Beatles Song: Hey Jude

"Hey Jude" is a song oozing with Beatles facts. It was the most successful single by the group in their history and became a number one hit in countries around the world. This is astonishing inasmuch it is the longest single, and radio stations at the time played few songs over three minutes in length. The song, recorded on July 28, 1968, was issued as a single in the UK and U.S. exactly one month later. It remained on American charts for nineteen weeks. The song was originally the B Side to "Revolution," but the order was reversed. The song later appeared on what came to be known as the Hey Jude album.

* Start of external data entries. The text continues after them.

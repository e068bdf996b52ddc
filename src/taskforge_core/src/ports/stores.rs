use async_trait::async_trait;
use chrono::{DateTime, Utc};
use secrecy::Secret;
use thiserror::Error;

use crate::domain::{
    email::Email,
    session::{NewSession, Session},
    tag::Tag,
    todo::{NewTodo, Todo, TodoPatch},
    user::{NewUser, User},
};

// CredentialStore port trait and errors
#[derive(Debug, Error)]
pub enum CredentialStoreError {
    #[error("A user with this email already exists")]
    EmailTaken,
    #[error("User not found")]
    UserNotFound,
    #[error("Unexpected error: {0}")]
    UnexpectedError(String),
}

impl PartialEq for CredentialStoreError {
    fn eq(&self, other: &Self) -> bool {
        matches!(
            (self, other),
            (Self::EmailTaken, Self::EmailTaken)
                | (Self::UserNotFound, Self::UserNotFound)
                | (Self::UnexpectedError(_), Self::UnexpectedError(_))
        )
    }
}

/// Persistence contract for user credential records.
///
/// The store enforces email uniqueness; the engine relies on `EmailTaken`
/// rather than racing a lookup against an insert. Code lookups only match
/// rows whose expiry is still in the future.
#[async_trait]
pub trait CredentialStore: Send + Sync {
    async fn create(&self, user: NewUser) -> Result<User, CredentialStoreError>;

    async fn find_by_id(&self, id: i64) -> Result<User, CredentialStoreError>;

    async fn find_by_email(&self, email: &Email) -> Result<User, CredentialStoreError>;

    /// Find the user whose active (unexpired) verification code matches.
    async fn find_by_verification_code(&self, code: &str) -> Result<User, CredentialStoreError>;

    /// Find the user whose active (unexpired) reset code matches.
    async fn find_by_reset_code(&self, code: &str) -> Result<User, CredentialStoreError>;

    async fn set_verification_code(
        &self,
        user_id: i64,
        code: &str,
        expires: DateTime<Utc>,
    ) -> Result<(), CredentialStoreError>;

    /// Mark the user verified and clear the verification code and expiry.
    async fn mark_verified(&self, user_id: i64) -> Result<(), CredentialStoreError>;

    async fn set_reset_code(
        &self,
        user_id: i64,
        code: &str,
        expires: DateTime<Utc>,
    ) -> Result<(), CredentialStoreError>;

    /// Replace the password hash and clear any pending reset code.
    async fn update_password(
        &self,
        user_id: i64,
        password_hash: Secret<String>,
    ) -> Result<(), CredentialStoreError>;
}

// SessionStore port trait and errors
#[derive(Debug, Error)]
pub enum SessionStoreError {
    #[error("Refresh token already exists")]
    TokenExists,
    #[error("Session not found")]
    SessionNotFound,
    #[error("Unexpected error: {0}")]
    UnexpectedError(String),
}

impl PartialEq for SessionStoreError {
    fn eq(&self, other: &Self) -> bool {
        matches!(
            (self, other),
            (Self::TokenExists, Self::TokenExists)
                | (Self::SessionNotFound, Self::SessionNotFound)
                | (Self::UnexpectedError(_), Self::UnexpectedError(_))
        )
    }
}

/// Persistence contract for refresh-token records.
///
/// Token values are unique and never reused; `revoked` is never cleared.
#[async_trait]
pub trait SessionStore: Send + Sync {
    async fn create(&self, session: NewSession) -> Result<Session, SessionStoreError>;

    async fn find_by_token(&self, token: &str) -> Result<Session, SessionStoreError>;

    /// Owner-scoped lookup by session id. A session belonging to another
    /// user is reported as `SessionNotFound`.
    async fn find_for_user(&self, id: i64, user_id: i64) -> Result<Session, SessionStoreError>;

    /// Update `last_used` to now.
    async fn touch(&self, token: &str) -> Result<(), SessionStoreError>;

    /// Conditionally revoke: only a currently-unrevoked token is revoked,
    /// optionally recording the token that replaces it. Returns whether
    /// this call performed the revocation (`false` for a missing or
    /// already-revoked token), so concurrent rotations of the same token
    /// have at most one winner.
    async fn revoke(
        &self,
        token: &str,
        replaced_by: Option<&str>,
    ) -> Result<bool, SessionStoreError>;

    async fn revoke_all_for_user(&self, user_id: i64) -> Result<(), SessionStoreError>;

    async fn revoke_all_except(
        &self,
        user_id: i64,
        keep_token: &str,
    ) -> Result<(), SessionStoreError>;

    /// Unrevoked, unexpired sessions, most recently used first.
    async fn list_active_for_user(&self, user_id: i64) -> Result<Vec<Session>, SessionStoreError>;

    /// Delete sessions that are both expired and revoked. Revoked but
    /// unexpired tokens are retained so replay of a rotated token can
    /// still be detected. Returns the number of rows removed.
    async fn purge_expired(&self) -> Result<u64, SessionStoreError>;
}

// TodoStore port trait and errors
#[derive(Debug, Error)]
pub enum TodoStoreError {
    #[error("Todo not found")]
    TodoNotFound,
    #[error("Unexpected error: {0}")]
    UnexpectedError(String),
}

impl PartialEq for TodoStoreError {
    fn eq(&self, other: &Self) -> bool {
        matches!(
            (self, other),
            (Self::TodoNotFound, Self::TodoNotFound)
                | (Self::UnexpectedError(_), Self::UnexpectedError(_))
        )
    }
}

/// Persistence contract for todos. Every operation is scoped to the owning
/// user; a todo owned by someone else behaves as if it did not exist.
/// Tags arrive pre-resolved so the store only maintains the links.
#[async_trait]
pub trait TodoStore: Send + Sync {
    async fn list_for_user(&self, user_id: i64) -> Result<Vec<Todo>, TodoStoreError>;

    async fn find_for_user(&self, id: i64, user_id: i64) -> Result<Todo, TodoStoreError>;

    async fn create(
        &self,
        user_id: i64,
        todo: NewTodo,
        tags: &[Tag],
    ) -> Result<Todo, TodoStoreError>;

    /// `tags` of `None` leaves the tag set unchanged; `Some` replaces it.
    async fn update(
        &self,
        id: i64,
        user_id: i64,
        patch: TodoPatch,
        tags: Option<&[Tag]>,
    ) -> Result<Todo, TodoStoreError>;

    async fn delete(&self, id: i64, user_id: i64) -> Result<Todo, TodoStoreError>;

    /// Mark completed and stamp `completed_at`.
    async fn mark_complete(&self, id: i64, user_id: i64) -> Result<Todo, TodoStoreError>;

    async fn list_by_tag(&self, tag_id: i64, user_id: i64) -> Result<Vec<Todo>, TodoStoreError>;
}

// TagStore port trait and errors
#[derive(Debug, Error)]
pub enum TagStoreError {
    #[error("Tag not found")]
    TagNotFound,
    #[error("Tag already exists")]
    TagExists,
    #[error("Unexpected error: {0}")]
    UnexpectedError(String),
}

impl PartialEq for TagStoreError {
    fn eq(&self, other: &Self) -> bool {
        matches!(
            (self, other),
            (Self::TagNotFound, Self::TagNotFound)
                | (Self::TagExists, Self::TagExists)
                | (Self::UnexpectedError(_), Self::UnexpectedError(_))
        )
    }
}

/// Persistence contract for tags. Names are unique per user.
#[async_trait]
pub trait TagStore: Send + Sync {
    async fn list_for_user(&self, user_id: i64) -> Result<Vec<Tag>, TagStoreError>;

    async fn find_for_user(&self, id: i64, user_id: i64) -> Result<Tag, TagStoreError>;

    async fn find_by_name(&self, name: &str, user_id: i64) -> Result<Tag, TagStoreError>;

    async fn find_or_create(&self, name: &str, user_id: i64) -> Result<Tag, TagStoreError>;

    async fn create(&self, name: &str, user_id: i64) -> Result<Tag, TagStoreError>;

    async fn delete(&self, id: i64, user_id: i64) -> Result<Tag, TagStoreError>;
}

McCartney was not sure if the song was any good and had misgivings about the lyrics. One fact that he has explained in interviews and at concerts is that he believed the line "the movement you need is on your shoulder" to be both redundant and meaningless. Lennon said it was the best line of the song and convinced McCartney to keep it in.

The song was composed as McCartney drove to play the song for John and Yoko. He wrote the song, called "Hey Jules" in the beginning, to comfort Julian Lennon over the break-up of John and Cynthia. He changed the title to "Hey Jude" because it fit better with the song's cadence. In his 1980 Playboy interview, Lennon said that he thought the song was subconsciously written for him--John--with the meaning being that he should go out and "get" Yoko.

The song was rehearsed at Abbey Road. The next day it was performed again and taped. These versions were changed when the song was re-recorded at Trident Studios the day after that. A "partial" orchestra was then added for the concluding chorus.

Another great fact is that Ringo was using the restroom when the track started. McCartney had not envisioned drums on the track, when when Ringo climbed up on his drum kit, McCartney said it was fortuitous, as Ringo came in at just the right time to make the drums work on the track (and all the other instruments do indeed come in one by one after the piano kicks off the song). Lennon felt that this was McCartney's best work ever.

Another promotional video was made at Twickenham Studios, where several dozen fans participated on the chorus, a scene shown in Anthology (and on The Smothers Brother in 1969as a promo video).

McCartney sings the lead, with all other Beatles joining in the chorus. Lennon does add some backing vocal on the last verses, however. McCartney played bass and piano for the studio version, Lennon an acoustic (his Gibson J-160E), Harrison lead, and Starr drums. On the promotional video, Lennon plays his stripped-down Epiphone Casino.